(A) Yes,it is true.
Let the side of the square be $a = 5 \, cm$.
The diameter of the inner circle is equal to the side of the square,so $d_{inner} = a = 5 \, cm$. The radius is $r = \frac{5}{2} \, cm$.
The area of the inner circle is $A_{inner} = \pi r^2 = \pi \left(\frac{5}{2}\right)^2 = \frac{25\pi}{4} \, cm^2$.
The diameter of the outer circle is equal to the diagonal of the square,so $d_{outer} = a\sqrt{2} = 5\sqrt{2} \, cm$. The radius is $R = \frac{5\sqrt{2}}{2} \, cm$.

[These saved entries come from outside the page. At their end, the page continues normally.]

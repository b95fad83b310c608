//! Session configuration.
//!
//! Every component takes an explicit configuration struct at construction.
//! The `Default` impls carry the protocol defaults; heartbeat settings of
//! workers must agree with what the broker expects.
//!
//! Durations are stored as [`Duration`] and serialized as integer
//! milliseconds, so a JSON file can override any subset of fields:
//!
//! ```
//! use majordomo::config::BrokerConfig;
//!
//! let config: BrokerConfig = serde_json::from_str(r#"{ "heartbeat_interval_ms": 1000 }"#).unwrap();
//! assert_eq!(config.heartbeat_interval.as_millis(), 1000);
//! assert_eq!(config.heartbeat_liveness, 3);
//! ```

use std::path::Path;
use std::time::{Duration, Instant};

use serde::de::DeserializeOwned;
use serde::{Deserialize, Serialize};

use crate::error::Result;

/// Endpoint the broker binds to by default.
pub const DEFAULT_BROKER_BIND: &str = "tcp://*:5555";

/// Endpoint workers and clients connect to by default.
pub const DEFAULT_BROKER_CONNECT: &str = "tcp://127.0.0.1:5555";

/// Default heartbeat interval.
pub const DEFAULT_HEARTBEAT_INTERVAL: Duration = Duration::from_millis(2500);

/// Default number of missed heartbeats before a peer is considered dead.
pub const DEFAULT_HEARTBEAT_LIVENESS: usize = 3;

/// Default pause before a worker reconnects.
pub const DEFAULT_RECONNECT_INTERVAL: Duration = Duration::from_millis(2500);

/// Default time a synchronous client waits for each reply.
pub const DEFAULT_CLIENT_TIMEOUT: Duration = Duration::from_millis(2500);

/// Default number of attempts a synchronous client makes.
pub const DEFAULT_CLIENT_RETRIES: usize = 3;

/// Default time the asynchronous client waits in `recv`.
pub const DEFAULT_ASYNC_CLIENT_TIMEOUT: Duration = Duration::from_millis(5000);

/// Broker configuration.
#[derive(Debug, Clone, PartialEq, Eq, Serialize, Deserialize)]
#[serde(default)]
pub struct BrokerConfig {
    /// Interval between heartbeats sent to idle workers.
    #[serde(rename = "heartbeat_interval_ms", with = "millis")]
    pub heartbeat_interval: Duration,
    /// Heartbeat intervals a worker may stay silent before it is purged.
    pub heartbeat_liveness: usize,
}

impl BrokerConfig {
    /// Time after the last sign of life at which a worker expires.
    ///
    /// Saturates at [`Duration::MAX`] instead of overflowing.
    pub fn expiry(&self) -> Duration {
        let liveness = u32::try_from(self.heartbeat_liveness).unwrap_or(u32::MAX);
        self.heartbeat_interval
            .checked_mul(liveness)
            .unwrap_or(Duration::MAX)
    }
}

impl Default for BrokerConfig {
    fn default() -> Self {
        Self {
            heartbeat_interval: DEFAULT_HEARTBEAT_INTERVAL,
            heartbeat_liveness: DEFAULT_HEARTBEAT_LIVENESS,
        }
    }
}

/// Worker session configuration.
#[derive(Debug, Clone, PartialEq, Eq, Serialize, Deserialize)]
#[serde(default)]
pub struct WorkerConfig {
    /// Interval between heartbeats sent to the broker.
    #[serde(rename = "heartbeat_interval_ms", with = "millis")]
    pub heartbeat_interval: Duration,
    /// Silent heartbeat intervals tolerated before reconnecting.
    pub heartbeat_liveness: usize,
    /// Pause before reconnecting after the broker went silent.
    #[serde(rename = "reconnect_interval_ms", with = "millis")]
    pub reconnect_interval: Duration,
}

impl Default for WorkerConfig {
    fn default() -> Self {
        Self {
            heartbeat_interval: DEFAULT_HEARTBEAT_INTERVAL,
            heartbeat_liveness: DEFAULT_HEARTBEAT_LIVENESS,
            reconnect_interval: DEFAULT_RECONNECT_INTERVAL,
        }
    }
}

/// Synchronous client session configuration.
#[derive(Debug, Clone, PartialEq, Eq, Serialize, Deserialize)]
#[serde(default)]
pub struct ClientConfig {
    /// Time to wait for a reply on each attempt.
    #[serde(rename = "timeout_ms", with = "millis")]
    pub timeout: Duration,
    /// Number of attempts before giving up.
    pub retries: usize,
}

impl Default for ClientConfig {
    fn default() -> Self {
        Self {
            timeout: DEFAULT_CLIENT_TIMEOUT,
            retries: DEFAULT_CLIENT_RETRIES,
        }
    }
}

/// Asynchronous client session configuration.
#[derive(Debug, Clone, PartialEq, Eq, Serialize, Deserialize)]
#[serde(default)]
pub struct AsyncClientConfig {
    /// Time `recv` waits for a reply.
    #[serde(rename = "timeout_ms", with = "millis")]
    pub timeout: Duration,
}

impl Default for AsyncClientConfig {
    fn default() -> Self {
        Self {
            timeout: DEFAULT_ASYNC_CLIENT_TIMEOUT,
        }
    }
}

/// Furthest deadline handed out when `from + after` is not representable.
const FAR_FUTURE: Duration = Duration::from_secs(100 * 365 * 24 * 60 * 60);

/// `from + after`, clamped so that huge configured durations never panic.
pub(crate) fn deadline(from: Instant, after: Duration) -> Instant {
    from.checked_add(after)
        .or_else(|| from.checked_add(FAR_FUTURE))
        .unwrap_or(from)
}

/// Load any configuration struct from a JSON file.
///
/// Missing fields fall back to their defaults.
pub fn from_json_file<T: DeserializeOwned>(path: impl AsRef<Path>) -> Result<T> {
    let text = std::fs::read_to_string(path)?;
    Ok(serde_json::from_str(&text)?)
}

mod millis {
    use std::time::Duration;

    use serde::{Deserialize, Deserializer, Serializer};

    pub fn serialize<S: Serializer>(value: &Duration, serializer: S) -> Result<S::Ok, S::Error> {
        serializer.serialize_u64(value.as_millis() as u64)
    }

    pub fn deserialize<'de, D: Deserializer<'de>>(deserializer: D) -> Result<Duration, D::Error> {
        u64::deserialize(deserializer).map(Duration::from_millis)
    }
}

The area of the outer circle is $A_{outer} = \pi R^2 = \pi \left(\frac{5\sqrt{2}}{2}\right)^2 = \pi \left(\frac{25 \times 2}{4}\right) = \frac{50\pi}{4} = \frac{25\pi}{2} \, cm^2$.
Comparing the two areas: $\frac{A_{outer}}{A_{inner}} = \frac{25\pi / 2}{25\pi / 4} = \frac{4}{2} = 2$.
Thus,the area of the outer circle is indeed two times the area of the inner circle.